With windy conditions at Mont Choisy Le Golf making life difficult for the afternoon starters, Jacob Skov Olesen's five-under-par total saw him lead for much of the day.
But Pepperell saved his best until last, closing his 66 with a hat-trick of birdies to reach six under and overtake Dane Olesen at the top of the leaderboard.
The two-time DP World Tour winner suffered the disappointment of missing out on his card by one shot at Qualifying School last month but he looked back to his best on Thursday.
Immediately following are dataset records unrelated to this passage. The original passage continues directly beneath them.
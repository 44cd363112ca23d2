//! Security gateway façade.
//!
//! # Data Flow
//! ```text
//! protect_route(request, policy, require_csrf, session)
//!     → RequestValidator      (400 on any failure)
//!     → RateLimiter(policy)   (429 with X-RateLimit-* / Retry-After)
//!     → CsrfGuard             (403, only when required)
//!     → Proceed
//! ```
//!
//! # Design Decisions
//! - One gateway per process, built at startup and shared by `Arc`
//! - Every rejection carries the security headers
//! - Internal failures degrade to a 500, never to an allow
//! - Handlers build responses through `create_secure_response`

use std::sync::Arc;

use axum::body::Body;
use axum::http::{header, HeaderMap, HeaderName, HeaderValue, Response, StatusCode};
use serde::Serialize;

use crate::clock::{Clock, SystemClock};
use crate::config::SecurityConfig;
use crate::error::GatewayError;
use crate::http::request::RequestView;
use crate::http::response::{internal_error_response, json_response, rate_limited_response};
use crate::observability::metrics;
use crate::security::csrf::CsrfGuard;
use crate::security::headers::SecurityHeaderPolicy;
use crate::security::rate_limit::{
    PolicyAuditLog, PolicyBlocks, RateLimitManager, RateLimiter, SecurityDecision,
};
use crate::security::validator::RequestValidator;

/// Result of running a route's protections.
#[derive(Debug)]
pub enum ProtectOutcome {
    /// All checks passed; the handler may run.
    Proceed {
        decision: SecurityDecision,
        /// The policy's request limit, for `X-RateLimit-Limit`.
        limit: u32,
    },
    /// A check failed; send `response` instead of running the handler.
    Reject {
        response: Response<Body>,
        error: String,
    },
}

impl ProtectOutcome {
    pub fn is_success(&self) -> bool {
        matches!(self, ProtectOutcome::Proceed { .. })
    }

    pub fn error(&self) -> Option<&str> {
        match self {
            ProtectOutcome::Proceed { .. } => None,
            ProtectOutcome::Reject { error, .. } => Some(error),
        }
    }
}

/// Options for [`SecurityGateway::create_secure_response`].
#[derive(Debug, Clone)]
pub struct SecureResponseOptions {
    pub status: StatusCode,
    pub headers: HeaderMap,
    /// Issue a fresh CSRF token for `session_id` as a cookie.
    pub set_csrf_cookie: bool,
    pub session_id: Option<String>,
}

impl Default for SecureResponseOptions {
    fn default() -> Self {
        Self {
            status: StatusCode::OK,
            headers: HeaderMap::new(),
            set_csrf_cookie: false,
            session_id: None,
        }
    }
}

impl SecureResponseOptions {
    pub fn status(status: StatusCode) -> Self {
        Self {
            status,
            ..Self::default()
        }
    }

    pub fn with_csrf_cookie(mut self, session_id: impl Into<String>) -> Self {
        self.set_csrf_cookie = true;
        self.session_id = Some(session_id.into());
        self
    }
}

#[derive(Serialize)]
struct ValidationBody<'a> {
    error: &'a str,
    details: Vec<String>,
}

#[derive(Serialize)]
struct ErrorBody<'a> {
    error: &'a str,
}

const CSRF_ERROR: &str = "Invalid CSRF token";

#[derive(Debug)]
pub struct SecurityGateway {
    validator: RequestValidator,
    limiters: RateLimitManager,
    csrf: CsrfGuard,
    headers: SecurityHeaderPolicy,
    clock: Arc<dyn Clock>,
}

impl SecurityGateway {
    pub fn new(config: &SecurityConfig) -> Self {
        Self::with_clock(config, Arc::new(SystemClock))
    }

    pub fn with_clock(config: &SecurityConfig, clock: Arc<dyn Clock>) -> Self {
        tracing::info!(
            policies = config.policies.len(),
            trust_proxy_headers = config.trust_proxy_headers,
            development = config.headers.development,
            "Security gateway initialized"
        );
        Self {
            validator: RequestValidator::new(config.validation.clone()),
            limiters: RateLimitManager::new(config, Arc::clone(&clock)),
            csrf: CsrfGuard::new(config.csrf.clone(), Arc::clone(&clock)),
            headers: SecurityHeaderPolicy::new(&config.headers),
            clock,
        }
    }

    /// Add or replace a limiter (e.g. one with a custom key generator).
    pub fn insert_limiter(&mut self, limiter: RateLimiter) {
        self.limiters.insert(limiter);
    }

    pub fn clock(&self) -> Arc<dyn Clock> {
        Arc::clone(&self.clock)
    }

    pub fn csrf(&self) -> &CsrfGuard {
        &self.csrf
    }

    pub fn limiters(&self) -> &RateLimitManager {
        &self.limiters
    }

    pub fn validator(&self) -> &RequestValidator {
        &self.validator
    }

    pub fn header_policy(&self) -> &SecurityHeaderPolicy {
        &self.headers
    }

    /// Run validation, rate limiting and (optionally) CSRF for a route.
    pub fn protect_route(
        &self,
        request: &RequestView<'_>,
        policy: &str,
        require_csrf: bool,
        session_id: Option<&str>,
    ) -> ProtectOutcome {
        match self.try_protect(request, policy, require_csrf, session_id) {
            Ok(outcome) => outcome,
            Err(e) => {
                tracing::error!(policy = %policy, path = %request.path(), error = %e, "Security check failed internally");
                let mut response = internal_error_response();
                self.headers.apply(response.headers_mut());
                ProtectOutcome::Reject {
                    response,
                    error: e.to_string(),
                }
            }
        }
    }

    fn try_protect(
        &self,
        request: &RequestView<'_>,
        policy: &str,
        require_csrf: bool,
        session_id: Option<&str>,
    ) -> Result<ProtectOutcome, GatewayError> {
        let failures = self.validator.validate(request);
        if !failures.is_empty() {
            let details: Vec<String> = failures.iter().map(ToString::to_string).collect();
            for failure in &failures {
                metrics::record_validation_failure(failure.label());
            }
            tracing::warn!(policy = %policy, path = %request.path(), failures = ?details, "Request failed validation");
            let body = ValidationBody {
                error: "Invalid request",
                details,
            };
            return self.reject(json_response(StatusCode::BAD_REQUEST, &body)?, "Invalid request");
        }

        let limiter = self
            .limiters
            .get(policy)
            .ok_or_else(|| GatewayError::UnknownPolicy(policy.to_string()))?;
        let decision = limiter.check_limit(request);
        let limit = limiter.policy().max_requests;
        if !decision.allowed {
            let error = decision.error.clone().unwrap_or_default();
            let response = rate_limited_response(&decision, limit, self.clock.now_ms())?;
            return self.reject(response, error);
        }

        if require_csrf && !self.csrf_valid(request, session_id) {
            metrics::record_csrf_failure();
            tracing::warn!(policy = %policy, path = %request.path(), "CSRF validation failed");
            let response = json_response(StatusCode::FORBIDDEN, &ErrorBody { error: CSRF_ERROR })?;
            return self.reject(response, CSRF_ERROR);
        }

        Ok(ProtectOutcome::Proceed { decision, limit })
    }

    fn csrf_valid(&self, request: &RequestView<'_>, session_id: Option<&str>) -> bool {
        match (session_id, self.csrf.token_from_request(request)) {
            (Some(session), Some(token)) => self.csrf.validate_token(session, &token),
            _ => false,
        }
    }

    fn reject(
        &self,
        mut response: Response<Body>,
        error: impl Into<String>,
    ) -> Result<ProtectOutcome, GatewayError> {
        self.headers.apply(response.headers_mut());
        Ok(ProtectOutcome::Reject {
            response,
            error: error.into(),
        })
    }

    /// Build a handler response with the security headers applied and,
    /// when requested, a fresh CSRF cookie for the session.
    pub fn create_secure_response(
        &self,
        body: impl Into<Body>,
        options: SecureResponseOptions,
    ) -> Response<Body> {
        let mut response = Response::new(body.into());
        *response.status_mut() = options.status;

        let headers = response.headers_mut();
        headers.extend(options.headers);
        self.headers.apply(headers);

        if options.set_csrf_cookie {
            match options.session_id.as_deref() {
                Some(session_id) => self.attach_csrf_token(headers, session_id),
                None => tracing::warn!("CSRF cookie requested without a session"),
            }
        }
        response
    }

    /// [`create_secure_response`](Self::create_secure_response) with a JSON body.
    pub fn secure_json<T: Serialize>(&self, body: &T, mut options: SecureResponseOptions) -> Response<Body> {
        match serde_json::to_vec(body) {
            Ok(bytes) => {
                options
                    .headers
                    .insert(header::CONTENT_TYPE, HeaderValue::from_static("application/json"));
                self.create_secure_response(bytes, options)
            }
            Err(e) => {
                tracing::error!(error = %e, "Failed to encode response body");
                let mut response = internal_error_response();
                self.headers.apply(response.headers_mut());
                response
            }
        }
    }

    fn attach_csrf_token(&self, headers: &mut HeaderMap, session_id: &str) {
        let token = self.csrf.generate_token(session_id);
        let cookie = HeaderValue::from_str(&self.csrf.create_cookie(&token));
        let echoed = HeaderValue::from_str(&token);
        let header_name = HeaderName::from_bytes(self.csrf.config().header_name.as_bytes());

        match (cookie, echoed, header_name) {
            (Ok(cookie), Ok(echoed), Ok(name)) => {
                headers.append(header::SET_COOKIE, cookie);
                headers.insert(name, echoed);
            }
            _ => tracing::error!(session_id = %session_id, "Failed to encode CSRF token headers"),
        }
    }

    /// Stamp the security headers onto an existing header map.
    pub fn apply_security_headers(&self, headers: &mut HeaderMap) {
        self.headers.apply(headers);
    }

    pub fn audit_logs(&self) -> Vec<PolicyAuditLog> {
        self.limiters.get_audit_logs()
    }

    pub fn blocked_ips(&self) -> Vec<PolicyBlocks> {
        self.limiters.blocked_ips()
    }

    pub fn unblock(&self, ip: &str) -> bool {
        let found = self.limiters.unblock(ip);
        if found {
            tracing::info!(ip = %ip, "Client unblocked");
        }
        found
    }

    /// Evict expired counters, blocks and CSRF tokens.
    pub fn sweep(&self) {
        let (entries, blocks) = self.limiters.sweep_all();
        let tokens = self.csrf.sweep();
        tracing::debug!(entries, blocks, tokens, "Security state swept");
    }
}
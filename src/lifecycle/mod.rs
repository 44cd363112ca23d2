//! Lifecycle management subsystem.
//!
//! # Data Flow
//! ```text
//! Startup (main.rs):
//!     Load config → Validate → Build gateway → Bind listener → Serve
//!
//! Shutdown (shutdown.rs):
//!     Signal received → Stop accepting → Stop sweeper → Drain → Exit
//!
//! Signals (signals.rs):
//!     SIGTERM/SIGINT → Trigger graceful shutdown
//! ```
//!
//! # Design Decisions
//! - Shutdown has a deadline: in-flight requests get `shutdown_grace_secs`

pub mod shutdown;
pub mod signals;

pub use shutdown::Shutdown;
//! Bounded security audit log.
//!
//! Each limiter owns one log. Entries are immutable once recorded; when the
//! buffer is full the oldest entry is evicted.

use std::collections::VecDeque;

use parking_lot::Mutex;
use serde::Serialize;

/// Default number of entries retained per log.
pub const DEFAULT_AUDIT_CAPACITY: usize = 1_000;

/// Kind of security event.
#[derive(Debug, Clone, Copy, PartialEq, Eq, Serialize)]
#[serde(rename_all = "snake_case")]
pub enum AuditAction {
    /// Request from a client on the block list.
    BlockedIp,
    /// Request over the policy limit.
    RateLimitExceeded,
    /// An abuse rule blocked the client.
    SuspiciousActivity,
    /// An abuse rule matched with a flag-only action.
    Flagged,
}

impl AuditAction {
    pub fn as_str(&self) -> &'static str {
        match self {
            AuditAction::BlockedIp => "blocked_ip",
            AuditAction::RateLimitExceeded => "rate_limit_exceeded",
            AuditAction::SuspiciousActivity => "suspicious_activity",
            AuditAction::Flagged => "flagged",
        }
    }
}

#[derive(Debug, Clone, PartialEq, Eq, Serialize)]
#[serde(rename_all = "camelCase")]
pub struct SecurityAuditLogEntry {
    pub timestamp: u64,
    pub ip: String,
    pub user_agent: String,
    pub endpoint: String,
    pub action: AuditAction,
    pub reason: String,
    pub blocked: bool,
}

#[derive(Debug)]
pub struct SecurityAuditLog {
    policy: String,
    capacity: usize,
    entries: Mutex<VecDeque<SecurityAuditLogEntry>>,
}

impl SecurityAuditLog {
    pub fn new(policy: impl Into<String>, capacity: usize) -> Self {
        let capacity = capacity.max(1);
        Self {
            policy: policy.into(),
            capacity,
            entries: Mutex::new(VecDeque::with_capacity(capacity.min(DEFAULT_AUDIT_CAPACITY))),
        }
    }

    /// Append an entry, evicting the oldest when full, and emit it as a log event.
    pub fn record(&self, entry: SecurityAuditLogEntry) {
        if entry.blocked {
            tracing::warn!(
                policy = %self.policy,
                action = entry.action.as_str(),
                ip = %entry.ip,
                endpoint = %entry.endpoint,
                reason = %entry.reason,
                "Security event"
            );
        } else {
            tracing::info!(
                policy = %self.policy,
                action = entry.action.as_str(),
                ip = %entry.ip,
                endpoint = %entry.endpoint,
                reason = %entry.reason,
                "Security event"
            );
        }

        let mut entries = self.entries.lock();
        while entries.len() >= self.capacity {
            entries.pop_front();
        }
        entries.push_back(entry);
    }

    /// Snapshot of all retained entries, oldest first.
    pub fn entries(&self) -> Vec<SecurityAuditLogEntry> {
        self.entries.lock().iter().cloned().collect()
    }

    pub fn len(&self) -> usize {
        self.entries.lock().len()
    }

    pub fn is_empty(&self) -> bool {
        self.entries.lock().is_empty()
    }

    pub fn capacity(&self) -> usize {
        self.capacity
    }

    pub fn clear(&self) {
        self.entries.lock().clear();
    }
}

#[cfg(test)]
mod tests {
    use super::*;

    fn entry(timestamp: u64) -> SecurityAuditLogEntry {
        SecurityAuditLogEntry {
            timestamp,
            ip: "1.2.3.4".into(),
            user_agent: "test".into(),
            endpoint: "/api/contact".into(),
            action: AuditAction::RateLimitExceeded,
            reason: "limit".into(),
            blocked: true,
        }
    }

    #[test]
    fn evicts_oldest_first() {
        let log = SecurityAuditLog::new("contact", 3);
        for ts in 0..5 {
            log.record(entry(ts));
        }

        let timestamps: Vec<u64> = log.entries().iter().map(|e| e.timestamp).collect();
        assert_eq!(timestamps, vec![2, 3, 4]);
        assert_eq!(log.len(), 3);
    }

    #[test]
    fn action_serializes_snake_case() {
        let json = serde_json::to_value(entry(1)).unwrap();
        assert_eq!(json["action"], "rate_limit_exceeded");
        assert_eq!(json["userAgent"], "test");
    }
}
Olesen, who became the first Danish winner of The Amateur Championship at Ballyliffin in the summer before securing his DP World Tour card at Qualifying School, fired an eagle and three birdies in his spotless 67 to sit alone in second place.
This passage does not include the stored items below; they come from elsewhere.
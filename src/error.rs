//! Crate-level error types.
//!
//! None of these reach a client as-is: the gateway maps every
//! `GatewayError` to a fail-closed 500.

/// Internal failure inside the security gateway.
#[derive(Debug, thiserror::Error)]
pub enum GatewayError {
    /// A route asked for a policy that was never configured.
    #[error("unknown rate limit policy '{0}'")]
    UnknownPolicy(String),

    #[error("failed to build response: {0}")]
    Response(#[from] axum::http::Error),

    #[error("failed to encode response body: {0}")]
    Encode(#[from] serde_json::Error),
}
use axum::{
    extract::{Request, State},
    http::{header, StatusCode},
    middleware::Next,
    response::Response,
};
use subtle::ConstantTimeEq;

use crate::admin::AdminState;

pub async fn admin_auth_middleware(
    State(state): State<AdminState>,
    request: Request,
    next: Next,
) -> Result<Response, StatusCode> {
    let supplied = request
        .headers()
        .get(header::AUTHORIZATION)
        .and_then(|h| h.to_str().ok())
        .and_then(|v| v.strip_prefix("Bearer "));

    match supplied {
        Some(key) if key_matches(key, &state.api_key) => Ok(next.run(request).await),
        _ => {
            tracing::warn!(path = %request.uri().path(), "Rejected unauthenticated admin request");
            Err(StatusCode::UNAUTHORIZED)
        }
    }
}

fn key_matches(supplied: &str, expected: &str) -> bool {
    !expected.is_empty()
        && supplied.len() == expected.len()
        && bool::from(supplied.as_bytes().ct_eq(expected.as_bytes()))
}
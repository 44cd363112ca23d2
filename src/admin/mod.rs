//! Admin API for inspecting and managing limiter state.
//!
//! Mounted only when `admin.enabled` is set. Every route requires
//! `Authorization: Bearer <admin.api_key>`, and the `global` limiter runs
//! ahead of the key check so guessing is rate limited.

pub mod auth;
pub mod handlers;

use std::sync::Arc;

use axum::{
    http::{header, HeaderValue},
    middleware,
    routing::{delete, get},
    Router,
};
use tower_http::set_header::SetResponseHeaderLayer;

use crate::http::middleware::{protect, ProtectState, RouteProtection};
use crate::security::SecurityGateway;
use self::auth::admin_auth_middleware;
use self::handlers::*;

#[derive(Debug, Clone)]
pub struct AdminState {
    pub gateway: Arc<SecurityGateway>,
    pub api_key: Arc<str>,
}

pub fn setup_admin_router(state: AdminState) -> Router {
    Router::new()
        .route("/admin/status", get(get_status))
        .route("/admin/audit-logs", get(get_audit_logs))
        .route("/admin/blocked", get(get_blocked))
        .route("/admin/blocked/{ip}", delete(unblock_ip))
        .layer(middleware::from_fn_with_state(state.clone(), admin_auth_middleware))
        .layer(middleware::from_fn_with_state(
            ProtectState {
                gateway: Arc::clone(&state.gateway),
                route: RouteProtection::new("global"),
            },
            protect,
        ))
        .layer(SetResponseHeaderLayer::overriding(
            header::CACHE_CONTROL,
            HeaderValue::from_static("no-store"),
        ))
        .with_state(state)
}
//! Metrics collection and exposition.
//!
//! # Metrics
//! - `shield_decisions_total` (counter): rate limit decisions by policy, outcome
//! - `shield_blocks_total` (counter): abuse escalations by policy, rule
//! - `shield_validation_failures_total` (counter): structural rejections by reason
//! - `shield_csrf_failures_total` (counter): CSRF rejections
//! - `shield_request_duration_seconds` (histogram): protected request latency
//!
//! # Design Decisions
//! - Recording goes through the `metrics` facade and is a no-op until
//!   `init_metrics` installs the Prometheus exporter

use std::net::SocketAddr;
use std::time::Instant;

use metrics_exporter_prometheus::PrometheusBuilder;

/// Install the Prometheus exporter with its own HTTP listener.
pub fn init_metrics(addr: SocketAddr) {
    match PrometheusBuilder::new().with_http_listener(addr).install() {
        Ok(()) => tracing::info!(address = %addr, "Metrics exporter listening"),
        Err(e) => tracing::error!(address = %addr, error = %e, "Failed to install metrics exporter"),
    }
}

/// Record a rate limit decision. `outcome` is "allowed", "limited" or "blocked".
pub fn record_decision(policy: &str, outcome: &'static str) {
    metrics::counter!(
        "shield_decisions_total",
        "policy" => policy.to_string(),
        "outcome" => outcome
    )
    .increment(1);
}

pub fn record_block(policy: &str, rule: &str) {
    metrics::counter!(
        "shield_blocks_total",
        "policy" => policy.to_string(),
        "rule" => rule.to_string()
    )
    .increment(1);
}

pub fn record_validation_failure(reason: &'static str) {
    metrics::counter!("shield_validation_failures_total", "reason" => reason).increment(1);
}

pub fn record_csrf_failure() {
    metrics::counter!("shield_csrf_failures_total").increment(1);
}

pub fn record_request(method: &str, status: u16, policy: &str, start: Instant) {
    metrics::histogram!(
        "shield_request_duration_seconds",
        "method" => method.to_string(),
        "status" => status.to_string(),
        "policy" => policy.to_string()
    )
    .record(start.elapsed().as_secs_f64());
}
Italian Renato Paratore, Norway's Andreas Halvorsen, Dane Hamish Brown and South Africans Jayden Schaper, Jacques Blaauw and Wilco Nienaber were tied for third on four under.
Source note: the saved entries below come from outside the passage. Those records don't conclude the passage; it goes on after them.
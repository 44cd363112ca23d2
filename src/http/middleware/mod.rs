//! Per-route middleware.

pub mod protect;

pub use protect::{protect, protected, ProtectState, RouteProtection};
//! Security response headers.
//!
//! # Responsibilities
//! - Build the hardening header set from configuration flags
//! - Stamp it onto outgoing responses, replacing handler-set values
//!
//! # Design Decisions
//! - Stateless: the header set is computed once at construction
//! - Development mode relaxes the CSP for local dev servers and drops HSTS

use axum::http::{header, HeaderMap, HeaderName, HeaderValue};

use crate::config::HeaderPolicyConfig;

const CSP_PRODUCTION: &str = "default-src 'self'; \
script-src 'self'; \
style-src 'self' 'unsafe-inline'; \
img-src 'self' data: https:; \
font-src 'self' data:; \
connect-src 'self'; \
frame-ancestors 'none'; \
base-uri 'self'; \
form-action 'self'";

const CSP_DEVELOPMENT: &str = "default-src 'self'; \
script-src 'self' 'unsafe-inline' 'unsafe-eval'; \
style-src 'self' 'unsafe-inline'; \
img-src 'self' data: https: http://localhost:*; \
font-src 'self' data:; \
connect-src 'self' http://localhost:* ws://localhost:*; \
frame-ancestors 'none'; \
base-uri 'self'; \
form-action 'self'";

const HSTS: &str = "max-age=31536000; includeSubDomains; preload";
const PERMISSIONS: &str = "camera=(), microphone=(), geolocation=(), payment=()";

#[derive(Debug, Clone)]
pub struct SecurityHeaderPolicy {
    headers: Vec<(HeaderName, HeaderValue)>,
}

impl SecurityHeaderPolicy {
    pub fn new(config: &HeaderPolicyConfig) -> Self {
        let mut headers = Vec::new();

        if config.content_security_policy {
            let csp = if config.development {
                CSP_DEVELOPMENT
            } else {
                CSP_PRODUCTION
            };
            headers.push((header::CONTENT_SECURITY_POLICY, HeaderValue::from_static(csp)));
        }
        if config.strict_transport_security && !config.development {
            headers.push((header::STRICT_TRANSPORT_SECURITY, HeaderValue::from_static(HSTS)));
        }
        if config.content_type_options {
            headers.push((header::X_CONTENT_TYPE_OPTIONS, HeaderValue::from_static("nosniff")));
        }
        if config.frame_options {
            headers.push((header::X_FRAME_OPTIONS, HeaderValue::from_static("DENY")));
        }
        if config.xss_protection {
            headers.push((header::X_XSS_PROTECTION, HeaderValue::from_static("1; mode=block")));
        }
        if config.referrer_policy {
            headers.push((
                header::REFERRER_POLICY,
                HeaderValue::from_static("strict-origin-when-cross-origin"),
            ));
        }
        if config.permissions_policy {
            headers.push((
                HeaderName::from_static("permissions-policy"),
                HeaderValue::from_static(PERMISSIONS),
            ));
        }

        Self { headers }
    }

    /// The configured header set.
    pub fn headers(&self) -> &[(HeaderName, HeaderValue)] {
        &self.headers
    }

    /// Insert every configured header into `target`.
    pub fn apply(&self, target: &mut HeaderMap) {
        for (name, value) in &self.headers {
            target.insert(name.clone(), value.clone());
        }
    }
}

impl Default for SecurityHeaderPolicy {
    fn default() -> Self {
        Self::new(&HeaderPolicyConfig::default())
    }
}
Englishman Pepperell bounced straight back from a bogey at the second with his first birdie of the day at the third before picking up another shot from six feet on the fifth.
He closed the front nine with a birdie after sending his approach at the ninth to tap-in range.
And after a quiet start to the back nine, Pepperell's round burst into life in the closing stages, as he took advantage of the long 14th before chipping in for an unlikely birdie on the 16th.
A stunning tee-shot at the par-three 17th led to a birdie there before he took the solo lead with a third successive gain from around four feet on the 18th.
Pepperell, who has his wife Jen on the bag this week, said: "I am pleased with that. I wasn't expecting it, I wouldn't have said.
"After bogeying the second hole I was worried it was going to be one of those Thursdays again, a bit like last week in the windy conditions.
"But I turned it around really nicely and played very well, to be honest, on the whole. So I'm very pleased.
"Good finish. I told myself on the 15th 'just keep your head down, let it happen'. It's been a while since I've been in a position where you're three, four, five under par at the top of the leaderboard - even on a Thursday.
"So sometimes it can get in your head and it could have done but I just tried to keep my head down, focus and keep doing what I've been doing on the range yesterday and today, and it seemed to work."